I'm not at all sure that what Gerhart said is substantively true. Not that I suspect him of prevarication — but on health care at least, the federal government is now so involved that, from where I sit, it hardly seems fair to refer to, say, the Pennsylvania Insurance Department as the regulator of health insurance in the state. If you follow the news at all, you know that, because of Obamacare, there have been a lot of regulations and changes in the past couple of years, and you also know that those have largely been coming from Washington, not Harrisburg.
Despite all the work that PID does, the feds are in charge now. I wish it weren't that way, because PID is way better at answering my questions than the whole HHS/CMS/IRS/DOL/White House conglomerate is. Plus, covering a national story of the type that frequently relies on unnamed but highly placed sources is a big stretch for local publications. But it passed nationally and it's being implemented nationally and all my grousing won't change that.

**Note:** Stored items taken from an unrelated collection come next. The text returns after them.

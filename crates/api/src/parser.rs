//! Strict JSON parsing of response bodies with a readable failure preview.

use reqwest::StatusCode;
use serde_json::Value;
use thiserror::Error;

const BODY_PREVIEW_LIMIT: usize = 200;

/// Parse a response body as JSON, failing with a truncated body preview.
pub fn parse_response_json_strict(text: &str, status: Option<StatusCode>) -> Result<Value, JsonParseError> {
    serde_json::from_str::<Value>(text).map_err(|error| {
        let status_note = status
            .map(|code| format!("status {code}"))
            .unwrap_or_else(|| "unknown status".to_string());
        JsonParseError::new(status_note, error, truncate_response_preview(text, BODY_PREVIEW_LIMIT))
    })
}

/// Collapse whitespace and cut `text` to roughly `limit` bytes for log and UI output.
pub fn truncate_response_preview(text: &str, limit: usize) -> String {
    if text.trim().is_empty() {
        return "<empty>".to_string();
    }

    let mut preview = String::new();
    for ch in text.chars() {
        if preview.len() >= limit {
            preview.push_str("...");
            break;
        }
        match ch {
            '\n' | '\r' | '\t' => {
                if !preview.ends_with(' ') {
                    preview.push(' ');
                }
            }
            _ => preview.push(ch),
        }
    }

    preview.trim().to_string()
}

/// Error returned when strict JSON parsing of an HTTP response fails.
#[derive(Debug, Error)]
#[error("failed to parse JSON response ({status_note}): {source}. body preview: {body_preview}")]
pub struct JsonParseError {
    status_note: String,
    #[source]
    source: serde_json::Error,
    body_preview: String,
}

impl JsonParseError {
    pub fn new(status_note: String, source: serde_json::Error, body_preview: String) -> Self {
        Self {
            status_note,
            source,
            body_preview,
        }
    }

    /// Access the truncated response preview captured during parsing.
    pub fn body_preview(&self) -> &str {
        &self.body_preview
    }
}

#[cfg(test)]
mod tests {
    use super::*;

    #[test]
    fn preview_collapses_whitespace_and_truncates() {
        assert_eq!(truncate_response_preview("  \n ", 10), "<empty>");
        assert_eq!(truncate_response_preview("a\n\n\tb", 10), "a b");
        let long = "x".repeat(50);
        assert_eq!(truncate_response_preview(&long, 10), format!("{}...", "x".repeat(10)));
    }

    #[test]
    fn parse_error_reports_status_and_preview() {
        let error = parse_response_json_strict("<html>oops</html>", Some(StatusCode::OK)).unwrap_err();
        assert_eq!(error.body_preview(), "<html>oops</html>");
        assert!(error.to_string().contains("status 200 OK"), "{error}");
    }
}
use std::fmt::Debug;

use ratatui::style::{Color, Modifier, Style};

/// Colors the composer screen is painted with, named by where they appear.
#[derive(Debug, Clone)]
pub struct ThemeRoles {
    /// Text drawn on top of the filled Submit button.
    pub background: Color,
    /// Panels and input boxes.
    pub surface: Color,
    /// Submit while a request is in flight.
    pub surface_muted: Color,
    pub border: Color,

    pub text: Color,
    /// Panel titles and table headers.
    pub text_secondary: Color,
    /// Hints, disabled inputs and placeholder cells.
    pub text_muted: Color,

    /// Submit button fill and hint keys.
    pub accent_primary: Color,
    /// Add and Remove button labels.
    pub accent_secondary: Color,

    pub info: Color,
    /// Accepted submission in the status modal.
    pub success: Color,
    pub warning: Color,
    /// Failed submission, invalid input.
    pub error: Color,

    /// Selected relation row.
    pub selection_bg: Color,
    pub selection_fg: Color,
    pub focus: Color,

    /// Dimmed backdrop behind the status modal.
    pub modal_bg: Color,

    pub table_row_even: Color,
    pub table_row_odd: Color,
}

/// A palette plus the styles the components build from it.
pub trait Theme: Send + Sync + Debug {
    fn roles(&self) -> &ThemeRoles;

    fn text_primary_style(&self) -> Style {
        Style::default().fg(self.roles().text)
    }
    fn text_secondary_style(&self) -> Style {
        Style::default().fg(self.roles().text_secondary)
    }
    fn text_muted_style(&self) -> Style {
        Style::default().fg(self.roles().text_muted)
    }

    /// Focused widgets get the focus color on their border.
    fn border_style(&self, focused: bool) -> Style {
        let color = if focused { self.roles().focus } else { self.roles().border };
        Style::default().fg(color)
    }

    fn selection_style(&self) -> Style {
        Style::default().fg(self.roles().selection_fg).bg(self.roles().selection_bg)
    }

    fn modal_background_style(&self) -> Style {
        Style::default().bg(self.roles().modal_bg)
    }

    // Activity log levels and the status modal
    fn status_info(&self) -> Style {
        Style::default().fg(self.roles().info)
    }
    fn status_success(&self) -> Style {
        Style::default().fg(self.roles().success)
    }
    fn status_warning(&self) -> Style {
        Style::default().fg(self.roles().warning)
    }
    fn status_error(&self) -> Style {
        Style::default().fg(self.roles().error)
    }

    fn accent_emphasis_style(&self) -> Style {
        Style::default().fg(self.roles().accent_primary).add_modifier(Modifier::BOLD)
    }
}
//! State for the relation composition form.
//!
//! Rows are typed records owned by the state and updated on every edit, so a
//! submission only has to walk them in display order. Row identifiers come
//! from a per-form counter and are never reused, even after removal.

use composer_types::{
    CompositionPayload, RelationKind, RelationRecord, RowId, ValidationError, ValidationPolicy, parse_interval,
};
use rat_focus::{FocusBuilder, FocusFlag, HasFocus};
use ratatui::{layout::Rect, widgets::TableState};
use thiserror::Error;
use tracing::debug;

use crate::ui::components::common::TextInputState;

/// One relation row as the user currently sees it.
#[derive(Debug, Clone, PartialEq, Eq)]
pub struct RelationRow {
    pub id: RowId,
    pub service_a: String,
    pub relation: RelationKind,
    pub service_b: String,
    /// Kept while the relation is `after` so switching back restores it.
    pub expected_value: String,
}

impl RelationRow {
    fn new(id: RowId) -> Self {
        Self {
            id,
            service_a: String::new(),
            relation: RelationKind::default(),
            service_b: String::new(),
            expected_value: String::new(),
        }
    }

    /// The record this row contributes to a submission.
    pub fn to_record(&self) -> RelationRecord {
        RelationRecord::from_fields(
            self.service_a.clone(),
            self.relation,
            self.service_b.clone(),
            self.expected_value.clone(),
        )
    }
}

/// Text inputs of the form. The relation select is edited by cycling instead.
#[derive(Debug, Clone, Copy, PartialEq, Eq)]
pub enum FormInput {
    ServiceA,
    ServiceB,
    ExpectedValue,
    Interval,
}

#[derive(Debug, Clone, Copy, Default, PartialEq, Eq)]
pub enum SubmissionState {
    #[default]
    Editing,
    Submitting,
}

#[derive(Debug, Clone, PartialEq, Eq, Error)]
pub enum SubmitError {
    #[error("a submission is already in progress")]
    InFlight,
    #[error(transparent)]
    Invalid(#[from] ValidationError),
}

#[derive(Debug, Default)]
pub struct CompositionFormState {
    pub f_table: FocusFlag,
    pub f_service_a: FocusFlag,
    pub f_relation: FocusFlag,
    pub f_service_b: FocusFlag,
    pub f_expected_value: FocusFlag,
    pub f_interval: FocusFlag,
    pub f_add_button: FocusFlag,
    pub f_remove_button: FocusFlag,
    pub f_submit_button: FocusFlag,

    container: FocusFlag,
    rows: Vec<RelationRow>,
    next_row_id: u64,
    table_state: TableState,
    service_a_input: TextInputState,
    service_b_input: TextInputState,
    expected_value_input: TextInputState,
    interval_input: TextInputState,
    submission: SubmissionState,
    policy: ValidationPolicy,
}

impl CompositionFormState {
    pub fn new(policy: ValidationPolicy) -> Self {
        Self {
            policy,
            ..Default::default()
        }
    }

    /// Prefill the form from a saved payload. Rows receive fresh identifiers.
    pub fn from_payload(payload: &CompositionPayload, policy: ValidationPolicy) -> Self {
        let mut state = Self::new(policy);
        for record in &payload.compositions {
            let id = state.add_row();
            state.edit_row(id, |row| {
                row.service_a = record.service_a.clone();
                row.relation = record.relation;
                row.service_b = record.service_b.clone();
                row.expected_value = record.expected_value.clone().unwrap_or_default();
            });
        }
        if let Some(interval) = payload.interval {
            state.interval_input.set_input(interval.to_string());
        }
        state.set_selected_row((!state.rows.is_empty()).then_some(0));
        state
    }

    // ----- Rows -----

    pub fn rows(&self) -> &[RelationRow] {
        &self.rows
    }

    pub fn row(&self, id: RowId) -> Option<&RelationRow> {
        self.rows.iter().find(|row| row.id == id)
    }

    fn position_of(&self, id: RowId) -> Option<usize> {
        self.rows.iter().position(|row| row.id == id)
    }

    /// Append an empty row, select it and return its identifier.
    pub fn add_row(&mut self) -> RowId {
        let id = RowId(self.next_row_id);
        self.next_row_id += 1;
        self.rows.push(RelationRow::new(id));
        self.set_selected_row(Some(self.rows.len() - 1));
        id
    }

    /// Remove the row with `id`.
    ///
    /// Returns `false` without touching anything when no such row exists,
    /// e.g. when the same row is removed twice.
    pub fn remove_row(&mut self, id: RowId) -> bool {
        let Some(index) = self.position_of(id) else {
            debug!(%id, "ignoring removal of unknown row");
            return false;
        };
        let selected = self.table_state.selected();
        self.rows.remove(index);

        let next_selection = match selected {
            _ if self.rows.is_empty() => None,
            Some(current) if current > index => Some(current - 1),
            Some(current) => Some(current.min(self.rows.len() - 1)),
            None => None,
        };
        self.set_selected_row(next_selection);
        true
    }

    /// Remove the selected row, returning its identifier.
    pub fn remove_selected_row(&mut self) -> Option<RowId> {
        let id = self.selected_row()?.id;
        self.remove_row(id).then_some(id)
    }

    /// Apply `edit` to the row with `id`, keeping the inputs in sync when it
    /// is the selected row. Returns `false` when the row does not exist.
    pub fn edit_row(&mut self, id: RowId, edit: impl FnOnce(&mut RelationRow)) -> bool {
        let Some(index) = self.position_of(id) else {
            return false;
        };
        edit(&mut self.rows[index]);
        if self.table_state.selected() == Some(index) {
            self.load_inputs_for_selected_row();
        }
        true
    }

    // ----- Selection -----

    pub fn table_state(&self) -> &TableState {
        &self.table_state
    }

    pub fn table_state_mut(&mut self) -> &mut TableState {
        &mut self.table_state
    }

    pub fn selected_index(&self) -> Option<usize> {
        self.table_state.selected().filter(|index| *index < self.rows.len())
    }

    pub fn selected_row(&self) -> Option<&RelationRow> {
        self.selected_index().and_then(|index| self.rows.get(index))
    }

    pub fn set_selected_row(&mut self, maybe_index: Option<usize>) {
        let normalized = maybe_index.filter(|index| *index < self.rows.len());
        self.table_state.select(normalized);
        self.load_inputs_for_selected_row();
    }

    pub fn select_previous_row(&mut self) {
        let previous = match self.selected_index() {
            Some(index) => index.saturating_sub(1),
            None if self.rows.is_empty() => return,
            None => 0,
        };
        self.set_selected_row(Some(previous));
    }

    pub fn select_next_row(&mut self) {
        let next = match self.selected_index() {
            Some(index) => (index + 1).min(self.rows.len().saturating_sub(1)),
            None if self.rows.is_empty() => return,
            None => 0,
        };
        self.set_selected_row(Some(next));
    }

    // ----- Field editing -----

    /// Cycle the relation select of the selected row.
    pub fn cycle_relation(&mut self) {
        if let Some(index) = self.selected_index() {
            let row = &mut self.rows[index];
            row.relation = row.relation.next();
        }
    }

    pub fn input_state(&self, input: FormInput) -> &TextInputState {
        match input {
            FormInput::ServiceA => &self.service_a_input,
            FormInput::ServiceB => &self.service_b_input,
            FormInput::ExpectedValue => &self.expected_value_input,
            FormInput::Interval => &self.interval_input,
        }
    }

    fn input_state_mut(&mut self, input: FormInput) -> &mut TextInputState {
        match input {
            FormInput::ServiceA => &mut self.service_a_input,
            FormInput::ServiceB => &mut self.service_b_input,
            FormInput::ExpectedValue => &mut self.expected_value_input,
            FormInput::Interval => &mut self.interval_input,
        }
    }

    /// Whether `input` can be edited right now. Row inputs need a selected row.
    pub fn is_input_editable(&self, input: FormInput) -> bool {
        matches!(input, FormInput::Interval) || self.selected_index().is_some()
    }

    pub fn insert_character(&mut self, input: FormInput, character: char) {
        self.edit_input(input, |state| state.insert_char(character));
    }

    pub fn delete_previous_character(&mut self, input: FormInput) {
        self.edit_input(input, TextInputState::backspace);
    }

    pub fn delete_next_character(&mut self, input: FormInput) {
        self.edit_input(input, TextInputState::delete);
    }

    pub fn move_cursor_left(&mut self, input: FormInput) {
        self.input_state_mut(input).move_left();
    }

    pub fn move_cursor_right(&mut self, input: FormInput) {
        self.input_state_mut(input).move_right();
    }

    /// Move the cursor of `input` to a display column.
    pub fn set_cursor_column(&mut self, input: FormInput, column: u16) {
        self.input_state_mut(input).set_cursor_from_column(column);
    }

    /// Replace the whole text of `input`.
    pub fn set_input_text(&mut self, input: FormInput, text: &str) {
        self.edit_input(input, |state| state.set_input(text));
    }

    fn edit_input(&mut self, input: FormInput, edit: impl FnOnce(&mut TextInputState)) {
        if !self.is_input_editable(input) {
            return;
        }
        edit(self.input_state_mut(input));
        self.sync_input_into_row(input);
    }

    fn sync_input_into_row(&mut self, input: FormInput) {
        let Some(index) = self.selected_index() else {
            return;
        };
        let row = &mut self.rows[index];
        match input {
            FormInput::ServiceA => row.service_a = self.service_a_input.input().to_string(),
            FormInput::ServiceB => row.service_b = self.service_b_input.input().to_string(),
            FormInput::ExpectedValue => row.expected_value = self.expected_value_input.input().to_string(),
            FormInput::Interval => {}
        }
    }

    fn load_inputs_for_selected_row(&mut self) {
        match self.selected_index().map(|index| self.rows[index].clone()) {
            Some(row) => {
                self.service_a_input.set_input(row.service_a);
                self.service_b_input.set_input(row.service_b);
                self.expected_value_input.set_input(row.expected_value);
            }
            None => {
                self.service_a_input.clear();
                self.service_b_input.clear();
                self.expected_value_input.clear();
            }
        }
    }

    /// Focus flag of the widget editing `input`.
    pub fn input_focus(&self, input: FormInput) -> &FocusFlag {
        match input {
            FormInput::ServiceA => &self.f_service_a,
            FormInput::ServiceB => &self.f_service_b,
            FormInput::ExpectedValue => &self.f_expected_value,
            FormInput::Interval => &self.f_interval,
        }
    }

    /// Focused text input, if any.
    pub fn focused_input(&self) -> Option<FormInput> {
        if self.f_service_a.get() {
            Some(FormInput::ServiceA)
        } else if self.f_service_b.get() {
            Some(FormInput::ServiceB)
        } else if self.f_expected_value.get() {
            Some(FormInput::ExpectedValue)
        } else if self.f_interval.get() {
            Some(FormInput::Interval)
        } else {
            None
        }
    }

    // ----- Submission -----

    pub fn interval_text(&self) -> &str {
        self.interval_input.input()
    }

    /// Parsed interval, `None` when the field holds no usable number.
    pub fn interval(&self) -> Option<u64> {
        parse_interval(self.interval_input.input())
    }

    /// Build the payload from the rows in display order.
    pub fn collect_payload(&self) -> CompositionPayload {
        CompositionPayload::new(self.rows.iter().map(RelationRow::to_record).collect(), self.interval())
    }

    pub fn is_submitting(&self) -> bool {
        self.submission == SubmissionState::Submitting
    }

    /// Validate and hand out the payload, entering the submitting state.
    ///
    /// Refused while a previous submission is still pending.
    pub fn begin_submit(&mut self) -> Result<CompositionPayload, SubmitError> {
        if self.is_submitting() {
            return Err(SubmitError::InFlight);
        }
        let payload = self.collect_payload();
        payload.validate(&self.policy)?;
        self.submission = SubmissionState::Submitting;
        Ok(payload)
    }

    /// Return to editing once the pending submission has completed.
    pub fn finish_submit(&mut self) {
        self.submission = SubmissionState::Editing;
    }
}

That's one side of the story.
The other side is that despite all the federal control on health insurance, thanks to Obamacare, there are huge differences in what health insurance looks like state by state. And those differences are largely due to whether the state elected to expand Medicaid, whether the state elected to run its own marketplace, and what the state health insurance market looked like before Obamacare came along. On this angle, the state decisions loom pretty large (although, admittedly, not all of said decisions were under the aegis of state regulators).
Together, they make a complicated, one-size-doesn't-fit-all picture. And as I look at it, I wonder whether the disparity between states will persist and, if it does, whether it is pronounced enough that affected people will start moving to more generous states.
And, because I'm a properly cynical journalist, I wonder whether the states they left would be sad to see them go.